RW-STANFORD [37] is a dataset that focuses on rare (infrequent) words. Words still appear in WordNet (to ensure they are English words as opposed to foreign words). Each of the 2,034 pairs was rated by 10 crowd-sourced workers. The dataset contains a mix of nouns (many of which are plurals), verbs (including conjugated forms) and adjectives.

Finally, SEMEVAL17 (English part of task 2) [11] provides 500 word pairs, selected to include named entities, multi-words and to cover different domains. They were rated in such a way that different types of relations (synonymy, similarity, relatedness, topical association and unrelatedness) align to the scoring scale. The gold-standard similarity score was provided by three annotators.

4.2.2. Syncon-similarity dataset

Using concept-based evaluation, we can re-use the similarity rankings provided by word-similarity datasets to evaluate the quality of concepts. However, it would be better to have a dataset specifically of syncon pairs that have been ranked for similarity. Unfortunately, such a dataset would be KG-specific and we do not have a human rated dataset for Sensigrafo syncons. To still be able to generate such a dataset, we have chosen to use embeddings learned using HolE and Sensigrafo 14.2 (see Section 4.4.1 for details about how the HolE embeddings were generated). The rationale is that such embeddings reflect information encoded in the KG; i.e. vectors for syncons which are connected to each other will be close in the embedding space. We initially tried sampling random pairs; however, we noticed that most pairs had a cosine similarity of around 0. This is because most syncons pairs are not directly related via KG relations, hence HolE does not assign them a specific similarity score. In order to have a meaningful dataset, instead we devised a way to generate pairs which are somehow related to each other. The resulting dataset is called syn-sim-802 and consists of 802 pairs of syncons which HolE considers to be closely related. The 802 pairs were selected as follows:

300 pairs were randomly generated from the wiki_s vocab, as long as HolE gave them a cosine similarity score of at least 0.3. This should include various relationship types (not necessarily hypernymy).

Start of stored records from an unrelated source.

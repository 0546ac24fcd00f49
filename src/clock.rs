use alloc::rc::Rc;
use core::{cell::Cell, fmt};

#[derive(Copy, Clone, Debug, Default, PartialEq, Eq, PartialOrd, Ord, Hash)]
pub struct Timestamp {
    pub ms_since_1970: u64,
}

impl Timestamp {
    pub const ZERO: Timestamp = Timestamp { ms_since_1970: 0 };

    pub fn adding(&self, ms: u64) -> Self {
        Self {
            ms_since_1970: self.ms_since_1970.saturating_add(ms),
        }
    }

    pub fn removing(&self, ms: u64) -> Self {
        Self {
            ms_since_1970: self.ms_since_1970.saturating_sub(ms),
        }
    }

    // None if `other` is later than `self`
    pub fn difference(&self, other: &Self) -> Option<u64> {
        self.ms_since_1970.checked_sub(other.ms_since_1970)
    }

    pub fn min(&self, other: Self) -> Self {
        Timestamp {
            ms_since_1970: self.ms_since_1970.min(other.ms_since_1970),
        }
    }

    pub fn max(&self, other: Self) -> Self {
        Timestamp {
            ms_since_1970: self.ms_since_1970.max(other.ms_since_1970),
        }
    }
}

impl fmt::Display for Timestamp {
    fn fmt(&self, f: &mut fmt::Formatter<'_>) -> fmt::Result {
        write!(f, "{}ms", self.ms_since_1970)
    }
}

pub trait Clock {
    fn now(&mut self) -> Timestamp;
}

/// A clock that only moves when told to.
///
/// Clones share the same time, so a driver (or a test) can keep one handle
/// and advance the clock the forwarder reads from.
#[derive(Clone, Default)]
pub struct ManualClock {
    now: Rc<Cell<Timestamp>>,
}

impl ManualClock {
    pub fn new(start: Timestamp) -> Self {
        Self {
            now: Rc::new(Cell::new(start)),
        }
    }

    pub fn set(&self, now: Timestamp) {
        self.now.set(now)
    }

    pub fn advance(&self, ms: u64) {
        self.now.set(self.now.get().adding(ms))
    }

    pub fn get(&self) -> Timestamp {
        self.now.get()
    }
}

impl Clock for ManualClock {
    fn now(&mut self) -> Timestamp {
        self.now.get()
    }
}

200 pairs were generated by randomly picking one syncon and searching its neighbourhood for syncons with a HolE score of at least 0.4. Again, this should include various relationship types.

100 pairs were generated as in the previous method, but now for a HolE score of at least 0.5.

25 pairs were chosen from known hypernym pairs between verb concepts, as long as HolE rates them higher than 0.6.

25 pairs were chosen from known hypernym pairs between nouns concepts, as long as HolE rates them higher than 0.7.

25 pairs were chosen from known hypernym pairs between nouns, with HolE cosine similarity higher than 0.6.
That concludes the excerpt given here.